Problem statement:
Some lines of these records may hold the word "derive"; state how many, using only the number.
════════════════════
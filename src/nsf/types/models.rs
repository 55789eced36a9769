//! Data structures of the assembled application model.
//!
//! Everything here is produced once by the assembler and only read
//! afterwards. [`Application`] owns the whole graph; references between
//! entities are note ids, never pointers.

use std::collections::BTreeMap;
use std::fmt;

use chrono::{DateTime, FixedOffset};
use serde::Serialize;

use super::error::{NsfError, Result};

/// Identifier of one note inside the container.
#[derive(Debug, Clone, Copy, PartialEq, Eq, Hash, PartialOrd, Ord, Serialize)]
#[serde(transparent)]
pub struct NoteId(pub u32);

impl fmt::Display for NoteId {
    fn fmt(&self, f: &mut fmt::Formatter<'_>) -> fmt::Result {
        write!(f, "NT{:08X}", self.0)
    }
}

/// Note class tag from a directory entry.
///
/// 0x0001: document, 0x0004: form, 0x0008: view, 0x0040: ACL.
/// Anything else is carried as `Other` and ignored by the assembler.
#[derive(Debug, Clone, Copy, PartialEq, Eq, Hash)]
pub enum NoteClass {
    Document,
    Form,
    View,
    Acl,
    Other(u16),
}

impl From<u16> for NoteClass {
    fn from(value: u16) -> Self {
        match value {
            0x0001 => Self::Document,
            0x0004 => Self::Form,
            0x0008 => Self::View,
            0x0040 => Self::Acl,
            other => Self::Other(other),
        }
    }
}

impl fmt::Display for NoteClass {
    fn fmt(&self, f: &mut fmt::Formatter<'_>) -> fmt::Result {
        match self {
            NoteClass::Document => write!(f, "document"),
            NoteClass::Form => write!(f, "form"),
            NoteClass::View => write!(f, "view"),
            NoteClass::Acl => write!(f, "acl"),
            NoteClass::Other(raw) => write!(f, "class {:#06x}", raw),
        }
    }
}

/// Declared type of a form field.
#[derive(Debug, Clone, Copy, PartialEq, Eq, Serialize)]
#[serde(rename_all = "snake_case")]
pub enum FieldKind {
    Text,
    Number,
    DateTime,
    Boolean,
    RichText,
    Computed,
}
════════════════════
Result of this task:
3